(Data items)
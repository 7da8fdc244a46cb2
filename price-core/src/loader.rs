use serde::{Deserialize, Serialize};
use tsify_next::Tsify;

use crate::catalog::{self, Catalog};

// ============================================================================
// Fetch Outcome - What the host's HTTP request produced
// ============================================================================

#[derive(Debug, Clone, PartialEq, Eq)]
pub enum FetchOutcome {
    Response { status: u16, body: String },
    NetworkError(String),
}

#[derive(Debug, Clone, PartialEq, Eq, thiserror::Error)]
pub enum LoadError {
    #[error("catalog request failed with HTTP {0}")]
    HttpStatus(u16),
    #[error("catalog request failed: {0}")]
    Network(String),
    #[error("catalog contains no games")]
    EmptyCatalog,
}

#[derive(Debug, Clone, Copy, PartialEq, Eq, Serialize, Deserialize, Tsify)]
#[serde(rename_all = "lowercase")]
#[tsify(into_wasm_abi)]
pub enum CatalogSource {
    Remote,
    Sample,
}

impl CatalogSource {
    pub fn as_str(&self) -> &'static str {
        match self {
            CatalogSource::Remote => "remote",
            CatalogSource::Sample => "sample",
        }
    }
}

/// Parse a successful response into a catalog.
pub fn catalog_from_outcome(outcome: FetchOutcome) -> Result<Catalog, LoadError> {
    match outcome {
        FetchOutcome::Response { status, body } if (200..300).contains(&status) => {
            let catalog = catalog::from_csv(&body);
            if catalog.is_empty() {
                Err(LoadError::EmptyCatalog)
            } else {
                Ok(catalog)
            }
        }
        FetchOutcome::Response { status, .. } => Err(LoadError::HttpStatus(status)),
        FetchOutcome::NetworkError(msg) => Err(LoadError::Network(msg)),
    }
}

// ============================================================================
// Catalog Loader - Not ready until a fetch outcome arrives
// ============================================================================

#[derive(Debug, Clone, Default)]
pub enum CatalogLoader {
    #[default]
    Pending,
    Ready {
        catalog: Catalog,
        source: CatalogSource,
    },
}

impl CatalogLoader {
    pub fn new() -> Self {
        Self::Pending
    }

    /// The catalog, once loading has finished.
    pub fn catalog(&self) -> Option<&Catalog> {
        match self {
            CatalogLoader::Pending => None,
            CatalogLoader::Ready { catalog, .. } => Some(catalog),
        }
    }

    pub fn source(&self) -> Option<CatalogSource> {
        match self {
            CatalogLoader::Pending => None,
            CatalogLoader::Ready { source, .. } => Some(*source),
        }
    }

    pub fn is_ready(&self) -> bool {
        matches!(self, CatalogLoader::Ready { .. })
    }

    /// Install the catalog from a fetch outcome, replacing any previous one.
    ///
    /// When the fetch failed and `sample_fallback` is set, the built-in
    /// sample catalog is installed instead and the error is only logged.
    /// Without fallback the error is returned and the loader is left as is.
    pub fn complete(&mut self, outcome: FetchOutcome, sample_fallback: bool) -> Result<CatalogSource, LoadError> {
        let (catalog, source) = match catalog_from_outcome(outcome) {
            Ok(catalog) => (catalog, CatalogSource::Remote),
            Err(err) if sample_fallback => {
                #[cfg(feature = "audit")]
                tracing::warn!(target: "catalog_load", error = %err, "falling back to sample catalog");
                let _ = err; // Only read by the audit log
                (catalog::sample(), CatalogSource::Sample)
            }
            Err(err) => return Err(err),
        };

        #[cfg(feature = "audit")]
        tracing::info!(
            target: "catalog_load",
            source = source.as_str(),
            games = catalog.len() as u64,
            name_column = catalog.roles.name.as_deref().unwrap_or(""),
            genre_column = catalog.roles.genre.as_deref().unwrap_or(""),
            scope_column = catalog.roles.scope.as_deref().unwrap_or(""),
            price_column = catalog.roles.price.as_deref().unwrap_or(""),
        );

        *self = CatalogLoader::Ready { catalog, source };
        Ok(source)
    }

    /// Install the sample catalog directly.
    pub fn load_sample(&mut self) {
        *self = CatalogLoader::Ready {
            catalog: catalog::sample(),
            source: CatalogSource::Sample,
        };
    }
}
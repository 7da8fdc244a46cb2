use serde::{Deserialize, Serialize};
use tsify_next::Tsify;

/// Price value with `None` as the N/A sentinel.
pub type Price = Option<f64>;

// ============================================================================
// Scope - Playtime bucket selected by the user
// ============================================================================

#[derive(Debug, Clone, Copy, PartialEq, Eq, Hash, Default, Serialize, Deserialize, Tsify)]
#[serde(rename_all = "lowercase")]
#[tsify(into_wasm_abi, from_wasm_abi)]
pub enum Scope {
    Compact,
    Standard,
    High,
    #[default]
    None,
}

/// Scope label used for every multiplayer title in the catalog.
pub const MULTIPLAYER_SCOPE_LABEL: &str = "Unscoped/Multiplayer";

impl Scope {
    /// Parse the UI value (`compact|standard|high|""`). Anything else is no scope.
    pub fn from_ui(value: &str) -> Self {
        match value.trim().to_ascii_lowercase().as_str() {
            "compact" => Scope::Compact,
            "standard" => Scope::Standard,
            "high" => Scope::High,
            _ => Scope::None,
        }
    }

    /// Exact scope-column label in the catalog.
    pub fn label(&self) -> Option<&'static str> {
        match self {
            Scope::Compact => Some("Compact 0-5h"),
            Scope::Standard => Some("Standard 5-15h"),
            Scope::High => Some("High 15h+"),
            Scope::None => None,
        }
    }
}

// ============================================================================
// Genre tags - UI slugs and their catalog labels
// ============================================================================

const GENRE_LABELS: &[(&str, &str)] = &[
    ("darkfantasy", "Dark Fantasy"),
    ("scifi", "Sci-fi"),
    ("noir", "Noir/Detective"),
    ("storyrich", "Story Rich"),
    ("postapocalyptic", "Post Apocalyptic"),
    ("fantasy", "Fantasy"),
    ("action", "Action"),
    ("rpg", "RPG"),
    ("strategy", "Strategy"),
    ("adventure", "Adventure"),
    ("simulation", "Simulation"),
    ("sports", "Sports"),
    ("racing", "Racing"),
    ("puzzle games", "Puzzle Games"),
    ("puzzle", "Puzzle Games"),
    ("horror", "Horror"),
    ("cozy", "Cozy/Relaxing"),
    ("survival", "Survival"),
    ("shooter", "Shooter"),
    ("platformer", "Platformer"),
    ("fighting", "Fighting"),
    ("mmo", "MMO"),
    ("indie", "Indie"),
    ("roguelike", "Roguelike"),
    ("sandbox", "Sandbox"),
    ("educational", "Educational"),
    ("cyberpunk", "Cyberpunk/Dystopian"),
    ("comedy", "Comedy"),
    ("historical", "Historical"),
];

/// Canonical catalog label for a tag slug, if the slug is known.
pub fn genre_label(slug: &str) -> Option<&'static str> {
    let slug = slug.trim().to_lowercase();
    GENRE_LABELS
        .iter()
        .find(|(s, _)| *s == slug)
        .map(|(_, label)| *label)
}

/// Every known tag slug, in display order.
pub fn genre_slugs() -> impl Iterator<Item = &'static str> {
    GENRE_LABELS.iter().map(|(slug, _)| *slug)
}

// ============================================================================
// Selection Criteria - What the user is pricing
// ============================================================================

#[derive(Debug, Clone, PartialEq, Default, Serialize, Deserialize, Tsify)]
#[tsify(into_wasm_abi, from_wasm_abi)]
pub struct SelectionCriteria {
    pub tags: Vec<String>,
    pub scope: Scope,
    pub is_multiplayer: bool,
}

impl SelectionCriteria {
    pub fn new(tags: &[&str], scope: Scope, is_multiplayer: bool) -> Self {
        Self {
            tags: tags.iter().map(|t| t.to_string()).collect(),
            scope,
            is_multiplayer,
        }
    }
}

// ============================================================================
// Adjustment Inputs - Business facts supplied by the developer
// ============================================================================

#[derive(Debug, Clone, PartialEq, Default, Serialize, Deserialize, Tsify)]
#[serde(default)]
#[tsify(into_wasm_abi, from_wasm_abi)]
pub struct AdjustmentInputs {
    pub wishlist_count: u32,
    pub dev_time_months: u32,
    pub team_size: u32,
    pub marketing_cost: f64,
    pub country_code: String,
    pub steam_cut: bool,
    pub refund_rate: bool,
    pub chargebacks: bool,
    pub general_discounting: f64,
}

/// Raw form values as the page reads them, before any numeric parsing.
#[derive(Debug, Clone, PartialEq, Default, Serialize, Deserialize, Tsify)]
#[serde(default)]
#[tsify(from_wasm_abi)]
pub struct FormInputs {
    pub wishlist_count: String,
    /// Dropdown value such as `"12 months"`.
    pub dev_time: String,
    pub team_size: String,
    pub marketing_cost: String,
    pub country_code: String,
    pub steam_cut: bool,
    pub refund_rate: bool,
    pub chargebacks: bool,
    pub general_discounting: String,
}

impl From<&FormInputs> for AdjustmentInputs {
    /// Malformed or negative numbers decode to zero.
    fn from(form: &FormInputs) -> Self {
        let months = form.dev_time.replace("months", "").replace("month", "");
        Self {
            wishlist_count: leading_int(&form.wishlist_count),
            dev_time_months: leading_int(&months),
            team_size: leading_int(&form.team_size),
            marketing_cost: leading_float(&form.marketing_cost).unwrap_or(0.0).max(0.0),
            country_code: form.country_code.trim().to_lowercase(),
            steam_cut: form.steam_cut,
            refund_rate: form.refund_rate,
            chargebacks: form.chargebacks,
            general_discounting: leading_float(&form.general_discounting)
                .unwrap_or(0.0)
                .max(0.0),
        }
    }
}

/// Non-negative integer prefix of `s`; zero when there is none.
fn leading_int(s: &str) -> u32 {
    let s = s.trim();
    let s = s.strip_prefix('+').unwrap_or(s);
    let digits: String = s.chars().take_while(|c| c.is_ascii_digit()).collect();
    digits.parse().unwrap_or(if digits.is_empty() { 0 } else { u32::MAX })
}

/// Longest decimal prefix of `s` (sign, digits, one dot, optional exponent).
pub(crate) fn leading_float(s: &str) -> Option<f64> {
    let s = s.trim();
    let bytes = s.as_bytes();
    let mut end = 0;
    if matches!(bytes.first(), Some(b'+') | Some(b'-')) {
        end = 1;
    }
    let mut seen_digit = false;
    let mut seen_dot = false;
    while end < bytes.len() {
        match bytes[end] {
            b'0'..=b'9' => seen_digit = true,
            b'.' if !seen_dot => seen_dot = true,
            _ => break,
        }
        end += 1;
    }
    if !seen_digit {
        return None;
    }
    // Exponent only counts when followed by at least one digit.
    if end < bytes.len() && matches!(bytes[end], b'e' | b'E') {
        let mut exp_end = end + 1;
        if matches!(bytes.get(exp_end), Some(b'+') | Some(b'-')) {
            exp_end += 1;
        }
        let exp_digits = bytes[exp_end..].iter().take_while(|b| b.is_ascii_digit()).count();
        if exp_digits > 0 {
            end = exp_end + exp_digits;
        }
    }
    s[..end].parse::<f64>().ok().filter(|v| v.is_finite())
}

// ============================================================================
// Price Quote - The four outputs of one calculation
// ============================================================================

/// A candidate shown alongside the quote.
#[derive(Debug, Clone, PartialEq, Serialize, Deserialize, Tsify)]
#[tsify(into_wasm_abi)]
pub struct ComparableGame {
    pub name: String,
    pub genre: String,
    pub price: f64,
}

#[derive(Debug, Clone, PartialEq, Default, Serialize, Deserialize, Tsify)]
#[tsify(into_wasm_abi)]
pub struct PriceQuote {
    /// Smart-rounded market average.
    pub price_a: Price,
    /// Adjusted price.
    pub price_b: Price,
    /// Upper band.
    pub price_c: Price,
    /// Lower band.
    pub price_d: Price,
    pub candidate_count: usize,
    pub comparables: Vec<ComparableGame>,
}

impl PriceQuote {
    /// All four prices N/A.
    pub fn unavailable() -> Self {
        Self::default()
    }

    pub fn is_unavailable(&self) -> bool {
        self.price_a.is_none()
            && self.price_b.is_none()
            && self.price_c.is_none()
            && self.price_d.is_none()
    }
}

/// `$19.99` style text, or `N/A`.
pub fn format_price(price: Price) -> String {
    match price {
        Some(p) => format!("${:.2}", p),
        None => "N/A".to_string(),
    }
}

// ============================================================================
// Engine Config
// ============================================================================

#[derive(Debug, Clone, PartialEq, Serialize, Deserialize)]
#[serde(default)]
pub struct EngineConfig {
    /// Endpoint the host fetches the catalog CSV from.
    pub csv_endpoint: String,
    /// Use the built-in sample catalog when the fetch fails.
    pub sample_fallback: bool,
    pub max_tags: usize,
    /// Per-genre candidate cap in multiplayer mode.
    pub multiplayer_genre_cap: usize,
    /// Comparable games attached to each quote.
    pub showcase_limit: usize,
}

impl Default for EngineConfig {
    fn default() -> Self {
        Self {
            csv_endpoint: "/api/sheets".to_string(),
            sample_fallback: true,
            max_tags: 5,
            multiplayer_genre_cap: 2,
            showcase_limit: 5,
        }
    }
}

#[derive(Debug, thiserror::Error)]
pub enum ConfigError {
    #[error("invalid engine config: {0}")]
    Json(#[from] serde_json::Error),
    #[error("max_tags must be at least 1")]
    NoTags,
}

impl EngineConfig {
    pub fn from_json(json: &str) -> Result<Self, ConfigError> {
        let config: EngineConfig = serde_json::from_str(json)?;
        config.validate()?;
        Ok(config)
    }

    pub fn validate(&self) -> Result<(), ConfigError> {
        if self.max_tags == 0 {
            return Err(ConfigError::NoTags);
        }
        Ok(())
    }
}
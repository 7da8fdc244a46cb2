use wasm_bindgen::prelude::*;

pub mod adjust;
pub mod catalog;
pub mod csv;
pub mod gate;
pub mod loader;
pub mod market;
pub mod matcher;
pub mod quote;
pub mod rounding;
pub mod types;

pub use adjust::{AdjustmentBreakdown, AdjustmentRule, adjust, breakdown};
pub use catalog::{Catalog, CatalogSummary, ColumnRoles, GameRecord, normalize, resolve_columns};
pub use gate::{AccessTier, GatedQuote, gate};
pub use loader::{CatalogLoader, CatalogSource, FetchOutcome, LoadError};
pub use market::average_price;
pub use matcher::match_comparables;
pub use quote::calculate;
pub use rounding::{PriceBand, derive_band, smart_round};
pub use types::*;

#[cfg(feature = "audit")]
pub use pricing_audit as audit;

fn js_error(err: impl std::fmt::Display) -> JsValue {
    JsValue::from_str(&err.to_string())
}

// ============================================================================
// WASM API - Pricing Calculator
// ============================================================================

#[wasm_bindgen]
pub struct PricingCalculator {
    config: EngineConfig,
    loader: CatalogLoader,
}

impl Default for PricingCalculator {
    fn default() -> Self {
        Self::new()
    }
}

#[wasm_bindgen]
impl PricingCalculator {
    #[wasm_bindgen(constructor)]
    pub fn new() -> Self {
        Self::from_config(EngineConfig::default())
    }

    /// Create a calculator from a JSON config; missing keys take defaults.
    #[wasm_bindgen]
    pub fn with_config(config_json: &str) -> Result<PricingCalculator, JsValue> {
        let config = EngineConfig::from_json(config_json).map_err(js_error)?;
        Ok(Self::from_config(config))
    }

    /// Create a calculator from a plain JS object, e.g. `{ max_tags: 3 }`.
    #[wasm_bindgen]
    pub fn with_config_object(config: JsValue) -> Result<PricingCalculator, JsValue> {
        let config: EngineConfig = serde_wasm_bindgen::from_value(config).map_err(js_error)?;
        config.validate().map_err(js_error)?;
        Ok(Self::from_config(config))
    }

    /// Calculator already loaded with the built-in sample catalog
    #[wasm_bindgen]
    pub fn with_sample() -> Self {
        let mut calc = Self::new();
        calc.loader.load_sample();
        calc
    }

    /// Endpoint the page should fetch the catalog CSV from
    #[wasm_bindgen]
    pub fn csv_endpoint(&self) -> String {
        self.config.csv_endpoint.clone()
    }

    #[wasm_bindgen]
    pub fn is_ready(&self) -> bool {
        self.loader.is_ready()
    }

    /// Hand over the catalog response. Returns `"remote"` or `"sample"`.
    #[wasm_bindgen]
    pub fn load_response(&mut self, status: u16, body: String) -> Result<String, JsValue> {
        self.complete_load(FetchOutcome::Response { status, body })
            .map(|s| s.as_str().to_string())
            .map_err(js_error)
    }

    /// Report a failed catalog request (network error, CORS, ...).
    #[wasm_bindgen]
    pub fn load_failed(&mut self, message: String) -> Result<String, JsValue> {
        self.complete_load(FetchOutcome::NetworkError(message))
            .map(|s| s.as_str().to_string())
            .map_err(js_error)
    }

    /// Genre and scope counts of the loaded catalog, if ready
    #[wasm_bindgen]
    pub fn catalog_summary(&self) -> Option<CatalogSummary> {
        self.loader.catalog().map(Catalog::summary)
    }

    /// Every tag slug the matcher understands
    #[wasm_bindgen]
    pub fn genre_tags() -> Vec<String> {
        genre_slugs().map(str::to_string).collect()
    }

    #[wasm_bindgen]
    pub fn calculate(
        &self,
        tags: Vec<String>,
        scope: &str,
        is_multiplayer: bool,
        inputs: AdjustmentInputs,
    ) -> PriceQuote {
        self.quote(&criteria(tags, scope, is_multiplayer), &inputs)
    }

    /// Same as `calculate`, decoding raw form strings first.
    #[wasm_bindgen]
    pub fn calculate_form(
        &self,
        tags: Vec<String>,
        scope: &str,
        is_multiplayer: bool,
        form: FormInputs,
    ) -> PriceQuote {
        self.quote(&criteria(tags, scope, is_multiplayer), &AdjustmentInputs::from(&form))
    }

    /// Quote masked for the user's entitlement.
    #[wasm_bindgen]
    pub fn calculate_gated(
        &self,
        tags: Vec<String>,
        scope: &str,
        is_multiplayer: bool,
        inputs: AdjustmentInputs,
        entitled: bool,
        tier: Option<String>,
    ) -> GatedQuote {
        let quote = self.quote(&criteria(tags, scope, is_multiplayer), &inputs);
        gate(&quote, AccessTier::from_entitlement(entitled, tier.as_deref()))
    }

    /// Which adjustment rules the inputs trigger
    #[wasm_bindgen]
    pub fn explain(&self, inputs: AdjustmentInputs) -> AdjustmentBreakdown {
        breakdown(&inputs)
    }
}

impl PricingCalculator {
    pub fn from_config(config: EngineConfig) -> Self {
        // Better panic messages in browser console
        console_error_panic_hook::set_once();

        Self {
            config,
            loader: CatalogLoader::new(),
        }
    }

    pub fn config(&self) -> &EngineConfig {
        &self.config
    }

    pub fn catalog(&self) -> Option<&Catalog> {
        self.loader.catalog()
    }

    pub fn complete_load(&mut self, outcome: FetchOutcome) -> Result<CatalogSource, LoadError> {
        self.loader.complete(outcome, self.config.sample_fallback)
    }

    pub fn quote(&self, criteria: &SelectionCriteria, inputs: &AdjustmentInputs) -> PriceQuote {
        calculate(self.loader.catalog(), criteria, inputs, &self.config)
    }
}

fn criteria(tags: Vec<String>, scope: &str, is_multiplayer: bool) -> SelectionCriteria {
    SelectionCriteria {
        tags,
        scope: Scope::from_ui(scope),
        is_multiplayer,
    }
}

#[cfg(test)]
mod tests {
    use super::*;

    fn tags(list: &[&str]) -> Vec<String> {
        list.iter().map(|s| s.to_string()).collect()
    }

    #[test]
    fn pending_calculator_quotes_na() {
        let calc = PricingCalculator::new();
        assert!(!calc.is_ready());
        let quote = calc.calculate(tags(&["action"]), "compact", false, AdjustmentInputs::default());
        assert!(quote.is_unavailable());
        assert!(calc.catalog_summary().is_none());
    }

    #[test]
    fn sample_calculator_prices_action_compact() {
        let calc = PricingCalculator::with_sample();
        // Game1..Game5: (15.99 + 18.99 + 12.99 + 22.99 + 16.99) / 5 = 17.59
        let quote = calc.calculate(tags(&["action"]), "compact", false, AdjustmentInputs::default());
        assert_eq!(quote.price_a, Some(17.99));
        assert_eq!(quote.price_b, Some(17.99));
        assert_eq!(quote.candidate_count, 5);
    }

    #[test]
    fn load_response_success_and_fallback() {
        let mut calc = PricingCalculator::new();
        assert_eq!(
            calc.load_response(200, "Name,Genre,Scope,Price\nX,RPG,High 15h+,40".to_string())
                .ok()
                .as_deref(),
            Some("remote")
        );
        assert_eq!(calc.catalog().unwrap().len(), 1);

        assert_eq!(calc.load_response(502, String::new()).ok().as_deref(), Some("sample"));
        assert_eq!(calc.catalog().unwrap().len(), 20);
    }

    #[test]
    fn form_and_struct_inputs_agree() {
        let calc = PricingCalculator::with_sample();
        let form = FormInputs {
            wishlist_count: "35000".to_string(),
            dev_time: "2 months".to_string(),
            team_size: "2".to_string(),
            country_code: "us".to_string(),
            ..Default::default()
        };
        let from_form = calc.calculate_form(tags(&["rpg"]), "compact", false, form.clone());
        let from_struct = calc.calculate(
            tags(&["rpg"]),
            "compact",
            false,
            AdjustmentInputs::from(&form),
        );
        assert_eq!(from_form, from_struct);
    }

    #[test]
    fn gated_quote_for_free_user() {
        let calc = PricingCalculator::with_sample();
        let gated = calc.calculate_gated(
            tags(&["action"]),
            "high",
            false,
            AdjustmentInputs::default(),
            false,
            None,
        );
        assert!(gated.price_a.is_some());
        assert!(gated.price_c.is_none());
        assert!(gated.band_locked);
        assert_eq!(gated.comparables.len(), 1);
    }

    #[test]
    fn genre_tags_lists_known_slugs() {
        let slugs = PricingCalculator::genre_tags();
        assert!(slugs.contains(&"scifi".to_string()));
        assert!(slugs.iter().all(|s| genre_label(s).is_some()));
    }

    #[test]
    fn explain_reports_fired_rules() {
        let calc = PricingCalculator::new();
        let inputs = AdjustmentInputs {
            steam_cut: true,
            country_code: "et".to_string(),
            ..Default::default()
        };
        let b = calc.explain(inputs);
        assert_eq!(
            b.rules,
            vec![AdjustmentRule::SteamCut, AdjustmentRule::CountryLeastDeveloped]
        );
        assert_eq!(b.net_bps(), 0);
    }
}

*WORK TO COMPLETE*
The number of lines in the data holding the string "CatalogSummary" is the whole answer.

*OUTPUT*
2